┌─ Data extract
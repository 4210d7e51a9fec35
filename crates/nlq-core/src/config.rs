//! Pipeline configuration.
//!
//! Sources and precedence (highest wins):
//! 1. Environment variables (`NLQ_*`)
//! 2. Local config file (`config.local.json`, optional)
//! 3. Base config file (`config.json`, optional)
//! 4. Built-in defaults
//!
//! Lists replace outright across layers; maps deep-merge key by key; a
//! `null` value in a local layer leaves the base key untouched rather than
//! deleting it (there is no tombstone value).

use serde::{Deserialize, Serialize};
use serde_json::Value;
use std::collections::HashMap;
use std::env;
use std::path::Path;

use crate::error::{PipelineError, Result};

#[derive(Debug, Clone, Serialize, Deserialize, PartialEq)]
pub struct LlmConfig {
    pub base_url: String,
    pub model: String,
    pub embed_model: String,
    pub timeout_seconds: u64,
    pub num_ctx: u32,
    pub system_prompt: String,
    pub embed_cache_size: usize,
}

impl Default for LlmConfig {
    fn default() -> Self {
        Self {
            base_url: "http://localhost:11434".to_string(),
            model: "HridaAI/hrida-t2sql:latest".to_string(),
            embed_model: "nomic-embed-text:latest".to_string(),
            timeout_seconds: 90,
            num_ctx: 0,
            system_prompt: String::new(),
            embed_cache_size: 512,
        }
    }
}

#[derive(Debug, Clone, Serialize, Deserialize, PartialEq)]
pub struct DatabaseConfig {
    pub url: String,
}

impl Default for DatabaseConfig {
    fn default() -> Self {
        Self {
            url: "postgres://localhost/nlq".to_string(),
        }
    }
}

#[derive(Debug, Clone, Serialize, Deserialize, PartialEq)]
pub struct GenerationConfig {
    pub sequential_candidates: bool,
    pub k_default: u32,
}

impl Default for GenerationConfig {
    fn default() -> Self {
        Self {
            sequential_candidates: false,
            k_default: 1,
        }
    }
}

#[derive(Debug, Clone, Serialize, Deserialize, PartialEq)]
pub struct RetrievalSettings {
    pub top_k: usize,
    pub similarity_threshold: f32,
    pub fk_expansion_delta: f32,
    pub max_tables: usize,
}

impl Default for RetrievalSettings {
    fn default() -> Self {
        Self {
            top_k: 8,
            similarity_threshold: 0.3,
            fk_expansion_delta: 0.15,
            max_tables: 12,
        }
    }
}

#[derive(Debug, Clone, Copy, Serialize, Deserialize, PartialEq, Eq)]
#[serde(rename_all = "lowercase")]
pub enum JoinHintFormat {
    Edges,
    Paths,
    Both,
    None,
}

#[derive(Debug, Clone, Serialize, Deserialize, PartialEq)]
pub struct PromptConfig {
    pub join_hint_format: JoinHintFormat,
}

impl Default for PromptConfig {
    fn default() -> Self {
        Self { join_hint_format: JoinHintFormat::Edges }
    }
}

#[derive(Debug, Clone, Serialize, Deserialize, PartialEq)]
pub struct ExecutorConfig {
    pub default_timeout_seconds: u64,
    pub max_rows_cap: u64,
}

impl Default for ExecutorConfig {
    fn default() -> Self {
        Self {
            default_timeout_seconds: 30,
            max_rows_cap: 1_000,
        }
    }
}

#[derive(Debug, Clone, Serialize, Deserialize, PartialEq)]
pub struct ServerConfig {
    pub port: u16,
}

impl Default for ServerConfig {
    fn default() -> Self {
        Self { port: 8080 }
    }
}

#[derive(Debug, Clone, Serialize, Deserialize, PartialEq)]
pub struct RepairConfig {
    pub max_attempts: u32,
    pub confidence_floor: f32,
}

impl Default for RepairConfig {
    fn default() -> Self {
        Self {
            max_attempts: 3,
            confidence_floor: 0.5,
        }
    }
}

#[derive(Debug, Clone, Serialize, Deserialize, PartialEq)]
pub struct StructuralConfig {
    pub denylist: Vec<String>,
}

impl Default for StructuralConfig {
    fn default() -> Self {
        Self {
            denylist: DEFAULT_DENYLIST.iter().map(|s| s.to_string()).collect(),
        }
    }
}

pub const DEFAULT_DENYLIST: &[&str] = &[
    "INSERT", "UPDATE", "DELETE", "DROP", "ALTER", "TRUNCATE", "GRANT", "REVOKE",
    "CREATE", "COPY", "VACUUM", "REINDEX", "CLUSTER", "LISTEN", "NOTIFY", "SET",
    "RESET", "LOCK", "CALL", "DO", "EXECUTE", "PREPARE", "DEALLOCATE",
    "PG_SLEEP", "PG_READ_FILE", "PG_LS_DIR", "LO_IMPORT", "LO_EXPORT",
];

#[derive(Debug, Clone, Serialize, Deserialize, PartialEq)]
pub struct LoggingConfig {
    pub format: String,
    pub level: String,
}

impl Default for LoggingConfig {
    fn default() -> Self {
        Self {
            format: "compact".to_string(),
            level: "info".to_string(),
        }
    }
}

#[derive(Debug, Clone, Serialize, Deserialize, PartialEq, Default)]
pub struct Config {
    pub llm: LlmConfig,
    pub database: DatabaseConfig,
    pub generation: GenerationConfig,
    pub retrieval: RetrievalSettings,
    pub prompt: PromptConfig,
    pub repair: RepairConfig,
    pub structural: StructuralConfig,
    pub executor: ExecutorConfig,
    pub server: ServerConfig,
    pub logging: LoggingConfig,
}

impl Config {
    /// Load configuration with env > local-file > base-file > defaults
    /// precedence. `base_path`/`local_path` are optional; a missing file is
    /// not an error.
    pub fn load(base_path: Option<&Path>, local_path: Option<&Path>) -> Result<Self> {
        let mut merged = serde_json::to_value(Config::default())
            .map_err(|e| PipelineError::Internal(e.to_string()))?;

        if let Some(path) = base_path {
            if let Some(layer) = read_json_layer(path)? {
                deep_merge(&mut merged, &layer);
            }
        }
        if let Some(path) = local_path {
            if let Some(layer) = read_json_layer(path)? {
                deep_merge(&mut merged, &layer);
            }
        }

        apply_env_overrides(&mut merged);

        serde_json::from_value(merged).map_err(|e| PipelineError::Internal(e.to_string()))
    }
}

fn read_json_layer(path: &Path) -> Result<Option<Value>> {
    if !path.exists() {
        return Ok(None);
    }
    let contents = std::fs::read_to_string(path).map_err(|e| PipelineError::Internal(e.to_string()))?;
    let value: Value =
        serde_json::from_str(&contents).map_err(|e| PipelineError::Internal(e.to_string()))?;
    Ok(Some(value))
}

/// Deep-merge `overlay` into `base`. Objects merge key by key; arrays and
/// scalars from `overlay` replace the corresponding value in `base`
/// outright. A `null` in `overlay` is skipped, leaving `base`'s value.
fn deep_merge(base: &mut Value, overlay: &Value) {
    match (base, overlay) {
        (Value::Object(base_map), Value::Object(overlay_map)) => {
            for (key, overlay_value) in overlay_map {
                if overlay_value.is_null() {
                    continue;
                }
                match base_map.get_mut(key) {
                    Some(existing) => deep_merge(existing, overlay_value),
                    None => {
                        base_map.insert(key.clone(), overlay_value.clone());
                    }
                }
            }
        }
        (base_slot, overlay_value) => {
            if !overlay_value.is_null() {
                *base_slot = overlay_value.clone();
            }
        }
    }
}

/// `NLQ_LLM__BASE_URL`-style env vars, `__` separating nested keys.
fn apply_env_overrides(merged: &mut Value) {
    let prefix = "NLQ_";
    let overrides: HashMap<String, String> = env::vars()
        .filter_map(|(k, v)| {
            k.strip_prefix(prefix)
                .map(|rest| (rest.to_ascii_lowercase(), v))
        })
        .collect();

    for (path, raw) in overrides {
        let segments: Vec<&str> = path.split("__").collect();
        set_path(merged, &segments, &raw);
    }
}

fn set_path(value: &mut Value, segments: &[&str], raw: &str) {
    if segments.is_empty() {
        return;
    }
    if segments.len() == 1 {
        if let Value::Object(map) = value {
            map.insert(segments[0].to_string(), coerce_scalar(raw));
        }
        return;
    }
    if let Value::Object(map) = value {
        let entry = map
            .entry(segments[0].to_string())
            .or_insert_with(|| Value::Object(Default::default()));
        set_path(entry, &segments[1..], raw);
    }
}

fn coerce_scalar(raw: &str) -> Value {
    if let Ok(b) = raw.parse::<bool>() {
        return Value::Bool(b);
    }
    if let Ok(i) = raw.parse::<i64>() {
        return Value::Number(i.into());
    }
    if let Ok(f) = raw.parse::<f64>() {
        if let Some(n) = serde_json::Number::from_f64(f) {
            return Value::Number(n);
        }
    }
    Value::String(raw.to_string())
}

#[cfg(test)]
mod tests {
    use super::*;

    #[test]
    fn defaults_round_trip_through_serde() {
        let cfg = Config::default();
        let value = serde_json::to_value(&cfg).unwrap();
        let back: Config = serde_json::from_value(value).unwrap();
        assert_eq!(cfg, back);
    }

    #[test]
    fn local_layer_overrides_base_layer() {
        let mut merged = serde_json::to_value(Config::default()).unwrap();
        let base = serde_json::json!({ "repair": { "max_attempts": 5 } });
        let local = serde_json::json!({ "repair": { "max_attempts": 7 } });
        deep_merge(&mut merged, &base);
        deep_merge(&mut merged, &local);
        let cfg: Config = serde_json::from_value(merged).unwrap();
        assert_eq!(cfg.repair.max_attempts, 7);
    }

    #[test]
    fn null_in_local_layer_does_not_delete_base_key() {
        let mut merged = serde_json::to_value(Config::default()).unwrap();
        let base = serde_json::json!({ "llm": { "model": "custom-model" } });
        let local = serde_json::json!({ "llm": { "model": null } });
        deep_merge(&mut merged, &base);
        deep_merge(&mut merged, &local);
        let cfg: Config = serde_json::from_value(merged).unwrap();
        assert_eq!(cfg.llm.model, "custom-model");
    }

    #[test]
    fn lists_replace_rather_than_append() {
        let mut merged = serde_json::to_value(Config::default()).unwrap();
        let overlay = serde_json::json!({ "structural": { "denylist": ["DROP"] } });
        deep_merge(&mut merged, &overlay);
        let cfg: Config = serde_json::from_value(merged).unwrap();
        assert_eq!(cfg.structural.denylist, vec!["DROP".to_string()]);
    }

    #[test]
    fn env_override_sets_nested_path() {
        let mut merged = serde_json::to_value(Config::default()).unwrap();
        set_path(&mut merged, &["repair", "max_attempts"], "4");
        let cfg: Config = serde_json::from_value(merged).unwrap();
        assert_eq!(cfg.repair.max_attempts, 4);
    }
}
└─
Problem requirements>
Return all lines in the data that include the word "Number".

Solution for this task>
        return Value::Number(i.into());
        if let Some(n) = serde_json::Number::from_f64(f) {
            return Value::Number(n);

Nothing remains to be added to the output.